All season Joe Johnson has said he looked forward to the playoffs so the Hawks could “prove everybody wrong.”

That’s everybody who witnessed the Hawks’ surrender to the Magic in the playoffs last spring and said the team lacks mental toughness. The group includes critics who saw essentially the same Hawks players return this season and dismissed them as true Eastern Conference contenders. It includes one-time optimists who dismissed the Hawks as they staggered over the final two months of the season.

Johnson didn’t say so, but he also could have been talking about himself.

He struggled against Orlando for his second consecutive fade in the postseason. Johnson came out of last year’s big NBA free-agent summer with the most expensive contract in the league at $123.7 million, a deal that was roundly criticized. Johnson made his fifth consecutive All-Star game, but had the least productive and efficient of his six seasons with the Hawks.

As it turns out, Johnson gets another crack at the Magic in the playoffs, but he said he doesn’t feel a burden to carry the Hawks.

“Not at all,” Johnson said before the Hawks left for Orlando for Game 1 of their playoff series Saturday night. “In this case, it is not like that. We’ve got equal opportunity around here. We ain’t just depending on one guy. We’ve got two All-Stars [including Al Horford]. It’s not just going to be all on me.

“I don’t get all of the glory when we win, so I don’t get to take all the [blame] when we lose.”

Johnson has felt that heat before. He didn’t like it.

His poor performance in Game 3 against the Magic prompted fans to jeer him and the Hawks, and Johnson responded by telling reporters the team “could care less if [fans] show up or not.” Johnson said his performance was “terrible” and that he took “a lot of heat for this, a lot of criticism.”

That was a rare revealing moment for Johnson, who usually doesn’t acknowledge external pressures or expectations. Even those people close to him often have a hard time figuring out what he’s thinking or feeling.
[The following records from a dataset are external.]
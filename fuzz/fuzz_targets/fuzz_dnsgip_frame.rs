//! Fuzz target: `urc::dnsgip::frame_domain`
//!
//! Any byte sequence after the `+QIURC: "dnsgip",` prefix must either
//! frame cleanly or fail with a `FrameError`; an address must echo back
//! as a dotted quad that parses again to itself.
//!
//! cargo fuzz run fuzz_dnsgip_frame

#![no_main]

use cellmodem::urc::dnsgip::{DomainFrame, frame_domain};
use libfuzzer_sys::fuzz_target;

fuzz_target!(|data: &[u8]| {
    let mut src: &[u8] = data;
    if let Ok(DomainFrame::Address(addr)) = frame_domain(&mut src) {
        let text = addr.to_string();
        let quoted = format!("\"{text}\"");
        let mut again: &[u8] = quoted.as_bytes();
        assert_eq!(frame_domain(&mut again), Ok(DomainFrame::Address(addr)));
    }
});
But lately Hawks coaches and teammates have noticed that Johnson seems restless, as if he can’t wait for the chance to show what he and the Hawks can do in the playoffs.

“You don’t get a lot of him from an emotional side, but just watching the things that he’s doing I can see that his focus is there,” coach Larry Drew said.
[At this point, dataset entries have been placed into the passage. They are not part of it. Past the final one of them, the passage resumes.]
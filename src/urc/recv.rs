//! Incoming-data framer.
//!
//! Wire shape after the prefix: `<id>,<len>\r\n<len raw bytes>`.

use super::read_decimal;
use crate::at::ByteSource;
use crate::channel::{ChannelId, ChannelTable};
use crate::error::FrameError;

/// Largest payload the modem pushes in one notification.
pub const MAX_PAYLOAD: usize = 1500;

/// Chunk size for forwarding payload into the channel table.
pub const STAGING: usize = 128;

const ID_DIGITS: usize = 2;
const LEN_DIGITS: usize = 4;

/// Frame one payload notification and forward it to its channel.
///
/// Returns the channel and the payload length.  On error the remainder of
/// the frame is left on the stream.
pub fn frame_incoming(
    src: &mut dyn ByteSource,
    channels: &ChannelTable,
) -> Result<(ChannelId, usize), FrameError> {
    let id = read_decimal(src, b',', ID_DIGITS)? as ChannelId;
    let len = read_decimal(src, b'\r', LEN_DIGITS)? as usize;
    if len > MAX_PAYLOAD {
        return Err(FrameError::Overflow);
    }
    if src.read_byte().ok_or(FrameError::StreamClosed)? != b'\n' {
        return Err(FrameError::Malformed);
    }

    let mut staging = [0u8; STAGING];
    let mut remaining = len;
    while remaining > 0 {
        let want = remaining.min(STAGING);
        if src.read_into(&mut staging[..want]) < want {
            return Err(FrameError::StreamClosed);
        }
        channels
            .write(id, &staging[..want])
            .map_err(|_| FrameError::Rejected)?;
        remaining -= want;
    }
    Ok((id, len))
}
“I think he is ‘grind mode,’” forward Josh Smith said. “I know he definitely wants this series and definitely wants to play [well], and it all starts with him. If he looks like he is passionate and really wants it, I think it will trickle down. I think it might be a little bit more emotional for him this postseason.”

Perhaps Johnson feels slighted and disrespected by his critics. If so, Horford said it’s good for the Hawks.

“That’s the mentality we need him to have, and that’s the mentality we all should have is playing with a chip on our shoulder,” Horford said. “That’s important.”

Johnson lately has played with more of an edge, too.

After the Hawks were locked into the No. 5 playoff seed, he said he would use the last four regular-season games to “get in a rhythm.” Sure enough, he played with more pace and got to his sweet spots on the floor regardless of how opponents played him.

Johnson’s spot-up jumpers still weren’t falling — they haven’t all season, really — but there was purposefulness in his movements. He got clean looks on post-ups and his patented floaters and made quicker decisions against double teams.

Those shots won’t be easy to come by against Orlando’s stout defense, which is anchored by center Dwight Howard. But if he can make enough of them it could be an antidote to cure the Hawks’ jump-shot-happy offense.

“I think that this is one where Joe Johnson could have a pretty big series for Atlanta,” said NBA TV analyst Greg Anthony, who played 11 seasons in the NBA. “I’m expecting it. ... I think he can have success in this series. I’ll be interested to see how he responds.”

Anthony said the postseason is a chance for redemption for Johnson because “these are the kind of situations can show a guy’s character.” Johnson probably would never say that’s his goal, even if it is.

There are signs that he’s ready to prove it on the court.

“Speaking for myself, we are all we’ve got in this room, so we can care less what anybody else thinks about us,” Johnson said. “We are going to move forward. We know we are a pretty good team. We have just got to show it.”